We'll go ahead and code a as an unsigned, 9-bit scaled integer, and for b, c, and d, we'll use a very simple nonlinear coding, using the assumption in item number [<-] on page [<-]:
- When |b|, |c|, and |d| are small, which is to say at most 0.3, we'll code them as signed, 5-bit scaled integers.
- When |b|, |c|, or |d| is not small, which is to say more than 0.3, we'll code it as if it were +0.3 or -0.3, whichever is closer.
When b, c, and d have large magnitudes, this scheme leads to major coding errors, but in photographic images, such coefficients are rare.

Here are the equations giving the transformation to and from cosine space. To transform from cosine space into pixels, we just read off the sum from the previous page; to get from cosine space back to pixel space, we perform the inverse transformation:

Y_1 = a - b - c + d

Y_2 = a - b + c - d

Y_3 = a + b - c - d

Y_4 = a + b + c + d

a = (Y_4+Y_3+Y_2+Y_1)/4.0

b = (Y_4+Y_3-Y_2-Y_1)/4.0

c = (Y_4-Y_3+Y_2-Y_1)/4.0

d = (Y_4-Y_3-Y_2+Y_1)/4.0

Since Y_i is always in the range 0 to 1, we can see that a is also in the range 0 to 1, but b, c, and d lie in the range -frac12 to frac12. Thus, you can code a in nine unsigned bits if you multiply by 511 and round.
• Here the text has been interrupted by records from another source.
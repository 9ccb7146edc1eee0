use super::common::*;
use probekit::protocols::{DnsExecutor, Payload, ProtocolExecutor};
use std::net::Ipv4Addr;
use std::sync::Arc;

const RESOLVE_A: &str = r#"
id: resolve-a
info:
  severity: info
dns:
  - name: "{{FQDN}}"
    type: A
    matchers-condition: and
    matchers:
      - type: status
        status: [0]
      - type: word
        part: answer
        words: ["93.184.216.34"]
    extractors:
      - type: regex
        name: ip
        part: answer
        group: 1
        regex: ['IN\tA\t([0-9.]+)']
"#;

#[tokio::test]
async fn answer_section_matches_and_extracts() {
    let resolver = spawn_dns(Ipv4Addr::new(93, 184, 216, 34)).await;
    let t = template(RESOLVE_A);
    let dns: Arc<dyn ProtocolExecutor> = Arc::new(DnsExecutor::with_resolver(resolver.to_string()));
    let engine = engine_with(quiet_config(), vec![dns]);

    let mut ctx = context("example.com", &t);
    let scope = ctx.variables().clone();
    let outcome = engine.run_template(&mut ctx, &t, &scope, None).await.unwrap();

    assert!(outcome.matched);
    assert_eq!(outcome.extracted.get("ip").unwrap(), &["93.184.216.34"]);
    let records = ctx.into_records();
    assert_eq!(records.len(), 1);
    assert_eq!(records[0].matched_at, "example.com");
    assert_eq!(records[0].request, ";example.com.\tIN\tA");
}

#[test]
fn compile_uses_block_resolver_and_defaults() {
    let t = template(
        r#"
id: txt-lookup
dns:
  - name: "_dmarc.{{FQDN}}."
    type: TXT
    resolver: "10.0.0.53"
"#,
    );
    let executor = DnsExecutor::with_resolver("127.0.0.1:5353");
    let ctx = context("https://mail.example.org/", &t);
    let compiled = executor.compile(&t.requests[0], ctx.variables());
    let request = compiled[0].as_ref().unwrap();
    assert_eq!(request.endpoint, "_dmarc.mail.example.org");
    match &request.payload {
        Payload::Dns(q) => {
            assert_eq!(q.resolver, "10.0.0.53:53");
            assert!(q.recursion);
        }
        other => panic!("unexpected payload {:?}", other),
    }
}

#[tokio::test]
async fn silent_resolver_times_out_without_match() {
    // Bound but never answers.
    let silent = tokio::net::UdpSocket::bind("127.0.0.1:0").await.unwrap();
    let t = template(RESOLVE_A);
    let dns: Arc<dyn ProtocolExecutor> =
        Arc::new(DnsExecutor::with_resolver(silent.local_addr().unwrap().to_string()));
    let config = probekit::ScanConfig {
        timeout_secs: 1,
        ..quiet_config()
    };
    let engine = engine_with(config, vec![dns]);

    let mut ctx = context("example.com", &t);
    let scope = ctx.variables().clone();
    let outcome = engine.run_template(&mut ctx, &t, &scope, None).await.unwrap();
    assert!(!outcome.matched);
    assert!(ctx.records().is_empty());
}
For coding b, c, and d, your objective is to code the floating-point interval [-0.3, +0.3] into the signed-integer set {-15, -14, ..., -1, 0, 1, 2, ..., 15 }. As noted above, any coefficient outside that interval should be coded as +15 or -15, depending on sign. There is more than one good way to do the calculation.

Quantization of chroma

The process of converting from an arbitrary floating-point number to one of a small set of integers is known as quantization. In reducing average chroma to just 4 bits, we quantize in the extreme. The quantization works by considering the floating-point chroma value and finding the closest value in the set

{±0.35, ±0.20, ±0.15, ±0.10, ±0.077, ±0.055, ±0.033, ±0.011 }.
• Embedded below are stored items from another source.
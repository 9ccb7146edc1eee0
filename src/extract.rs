//! Extractor Evaluator.

use serde_json::Value;
use tracing::{debug, warn};

use crate::context::Variables;
use crate::enums::ExtractorKind;
use crate::evaluate::{CelEvaluator, dsl_context, resolve_part};
use crate::primitives::{compile_regex, value_to_string};
use crate::response::ResponseView;
use crate::types::{Extracted, Extractor};

/// Name an extractor's values are stored under when it carries none.
pub fn extractor_display_name(extractor: &Extractor, index: usize) -> String {
    extractor
        .name
        .clone()
        .unwrap_or_else(|| format!("extractor-{}", index + 1))
}

/// Runs every extractor against `view`, in declaration order.
///
/// Each extractor reads its part independently. Captures are appended under
/// the extractor's name in capture order without de-duplication. An extractor
/// that captures nothing leaves no key behind; empty captures are dropped so
/// an empty string never stands in for a missing value.
pub fn evaluate_extractors(
    extractors: &[Extractor],
    view: &ResponseView,
    vars: &Variables,
    cel: Option<&dyn CelEvaluator>,
) -> Extracted {
    let mut out = Extracted::new();
    for (index, extractor) in extractors.iter().enumerate() {
        let name = extractor_display_name(extractor, index);
        for value in evaluate_extractor(extractor, view, vars, cel) {
            if !value.is_empty() {
                out.push(&name, value, extractor.internal);
            }
        }
    }
    out
}

/// Captures of one extractor, in order.
pub fn evaluate_extractor(
    extractor: &Extractor,
    view: &ResponseView,
    vars: &Variables,
    cel: Option<&dyn CelEvaluator>,
) -> Vec<String> {
    match extractor.kind {
        ExtractorKind::Regex => extract_regex(extractor, view),
        ExtractorKind::Kval => extractor
            .kval
            .iter()
            .filter_map(|key| view.kv(key).map(str::to_string))
            .collect(),
        ExtractorKind::Json => extract_json(extractor, view),
        ExtractorKind::Dsl => extract_dsl(extractor, view, vars, cel),
    }
}

fn extract_regex(extractor: &Extractor, view: &ResponseView) -> Vec<String> {
    let Some(data) = resolve_part(extractor.part.as_deref(), view) else {
        return Vec::new();
    };
    let text = String::from_utf8_lossy(&data);
    let group = extractor.group.unwrap_or(0);

    let mut values = Vec::new();
    for pattern in &extractor.regex {
        let re = match compile_regex(pattern, extractor.case_insensitive) {
            Ok(re) => re,
            Err(e) => {
                warn!(pattern = %pattern, error = %e, "invalid extractor regex");
                continue;
            }
        };
        for caps in re.captures_iter(&text) {
            if let Some(m) = caps.get(group) {
                values.push(m.as_str().to_string());
            }
        }
    }
    values
}

fn extract_json(extractor: &Extractor, view: &ResponseView) -> Vec<String> {
    let Some(data) = resolve_part(extractor.part.as_deref(), view) else {
        return Vec::new();
    };
    let document: Value = match serde_json::from_slice(&data) {
        Ok(v) => v,
        Err(e) => {
            debug!(error = %e, "response part is not JSON; json extractor skipped");
            return Vec::new();
        }
    };

    let mut values = Vec::new();
    for selector in &extractor.json {
        let path = match serde_json_path::JsonPath::parse(selector) {
            Ok(p) => p,
            Err(e) => {
                warn!(selector = %selector, error = %e, "invalid JSONPath");
                continue;
            }
        };
        for node in path.query(&document).all() {
            values.push(value_to_string(node));
        }
    }
    values
}

fn extract_dsl(
    extractor: &Extractor,
    view: &ResponseView,
    vars: &Variables,
    cel: Option<&dyn CelEvaluator>,
) -> Vec<String> {
    let Some(cel) = cel else {
        warn!("no expression evaluator configured; dsl extractor skipped");
        return Vec::new();
    };
    let context = dsl_context(view, vars);
    let mut values = Vec::new();
    for expression in &extractor.dsl {
        match cel.evaluate(expression, &context) {
            // Missing references evaluate to `false`; neither is a capture.
            Ok(Value::Null) | Ok(Value::Bool(false)) => {}
            Ok(value) => values.push(value_to_string(&value)),
            Err(e) => warn!(expression = %expression, error = %e, "dsl extractor failed"),
        }
    }
    values
}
As seen below, most chroma values are small, so I chose this set to be more densely populated in the range ±0.10 than near the extrema of ±0.50. By putting more information near zero, where most values are, this nonlinear quantization usually gives smaller quantization errors [The quantization error is the difference between P_B and chroma_of_index(index_of_chroma(P_B)).] than the linear quantization n = floor(15 * (P_B + 0.5)). But for those rare images that use saturated colors, when P_B or P_R is large, quantization errors will be larger than with a linear quantization. The net result is that when colors are more saturated, compression artifacts will be more visible. You probably won't notice artifacts if you compress an ordinary photograph, especially if it has already been compressed with JPEG. But if you try compressing and then decompressing a color-bar test pattern, you should notice artifacts.
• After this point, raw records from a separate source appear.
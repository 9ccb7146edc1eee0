//! Template-driven network probing engine.
//!
//! A template declares one or more request blocks (HTTP, DNS or raw TCP/UDP),
//! the matchers that decide whether a response is a finding, and the
//! extractors that capture values for reporting or for later requests.
//! Workflows chain templates into decision trees. The crate covers the whole
//! path from a YAML string to emitted result records:
//!
//! ```text
//! load(yaml) → Template → Catalog ─┐
//!                                  ├→ Scanner::run(targets) → ResultSink
//! ScanConfig → Engine ─────────────┘
//! ```
//!
//! # Quick Start
//!
//! ```rust
//! let yaml = r#"
//! id: admin-panel
//! info:
//!   name: Admin panel exposed
//!   severity: medium
//! requests:
//!   - protocol: http
//!     path:
//!       - "{{BaseURL}}/admin"
//!     matchers:
//!       - type: status
//!         status: [200]
//!       - type: word
//!         words: ["Dashboard"]
//!     matchers-condition: and
//! "#;
//!
//! let loaded = probekit::load(yaml).expect("valid template");
//! assert_eq!(loaded.template.id, "admin-panel");
//! assert_eq!(loaded.template.requests[0].matchers[0].name.as_deref(), Some("matcher-1"));
//! ```
//!
//! Running templates needs a tokio runtime:
//!
//! ```rust,no_run
//! use probekit::{CancelSignal, Catalog, CollectingSink, Engine, ScanConfig, Scanner};
//!
//! # async fn scan(yaml: &str) -> Result<(), probekit::ExecError> {
//! let config = ScanConfig::default();
//! let (catalog, _failures) = Catalog::from_yaml_documents([yaml]);
//! let scanner = Scanner::new(Engine::from_config(config)?, catalog);
//! let sink = CollectingSink::new();
//! let summary = scanner
//!     .scan_all(&["https://example.com".to_string()], &sink, &CancelSignal::new())
//!     .await;
//! std::process::exit(summary.exit_code());
//! # }
//! ```
//!
//! # Feature Flags
//!
//! | Feature    | Default | Description |
//! |------------|---------|-------------|
//! | `cel-eval` | yes     | DSL matchers and extractors via the [`cel`] crate. Enables [`evaluate::DefaultCelEvaluator`]. |

pub mod cancel;
pub mod catalog;
pub mod config;
pub mod context;
pub mod enums;
pub mod error;
pub mod evaluate;
pub mod extract;
pub mod interact;
pub mod logging;
pub mod normalize;
pub mod parse;
pub mod parts;
pub mod primitives;
pub mod protocols;
pub mod ratelimit;
pub mod response;
pub mod runner;
pub mod scan;
pub mod types;
pub mod validate;
pub mod workflow;

pub use enums::*;
pub use error::*;
pub use types::*;

// Re-export entry points at the crate root for convenience.
pub use cancel::CancelSignal;
pub use catalog::Catalog;
pub use config::ScanConfig;
pub use context::{ExecutionContext, Variables};
pub use normalize::normalize;
pub use parse::parse;
pub use response::ResponseView;
pub use runner::Engine;
pub use scan::{ChannelSink, CollectingSink, ResultSink, ScanSummary, Scanner};
pub use validate::{validate, validate_set};

/// Result of the [`load`] convenience entry point.
#[derive(Clone, Debug)]
pub struct LoadResult {
    /// The normalized template.
    pub template: Template,
    /// Non-fatal warnings produced during validation.
    pub warnings: Vec<Diagnostic>,
}

/// Convenience entry point composing parse → validate → normalize.
///
/// Returns the normalized template and any warnings on success.
/// Returns all errors (parse or validation) on failure.
///
/// # Errors
///
/// Returns `Err(Vec<TemplateError>)` if parsing fails or validation finds errors.
///
/// # Example
///
/// ```rust
/// let yaml = r#"
/// id: resolver-check
/// dns:
///   - name: "{{FQDN}}"
///     type: CNAME
///     matchers:
///       - type: word
///         words: ["IN\tCNAME"]
/// "#;
///
/// match probekit::load(yaml) {
///     Ok(result) => println!("Loaded with {} warnings", result.warnings.len()),
///     Err(errors) => eprintln!("{} errors", errors.len()),
/// }
/// ```
pub fn load(input: &str) -> Result<LoadResult, Vec<TemplateError>> {
    let template = parse::parse(input).map_err(|e| vec![TemplateError::Parse(e)])?;

    let result = validate::validate(&template);
    if !result.errors.is_empty() {
        return Err(result
            .errors
            .into_iter()
            .map(TemplateError::Validation)
            .collect());
    }

    let normalized = normalize::normalize(template);

    Ok(LoadResult {
        template: normalized,
        warnings: result.warnings,
    })
}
Quantization is implemented by sorting the values above into a 16-element array. To quantize a floating-point chroma value, I find the element of the array that most closely approximates the chroma, and I return that element's index.

Why it works

Here you can see a picture and three histograms, which tell how often each value of Y, P_B, and P_R occurs in the picture. The hump in Y values around 0.3 to 0.5 shows that the picture is somewhat dark; the big spike near 1.0 is the bright overcast sky in the background. The tremendous range in the available Y values shows that Y carries lots of information, so we are justified in using lots of bits (24 out of 32) to code it. As is typical, the chroma signals are mostly near zero; the blue chroma P_B is somewhat negative because of the lack of blue tones in the photograph; the red chroma P_R is somewhat positive, probably because of the red bricks. The narrow range of the actual chroma values shows that color differences carry little information, so we are justified in using only 8 of 32 bits for color.

Image `tufts1.jpg`

Here's a diagram that shows the results of the discrete cosine transform on Y:

You see why it could be useful to quantize b, c, and d in a narrow range around 0.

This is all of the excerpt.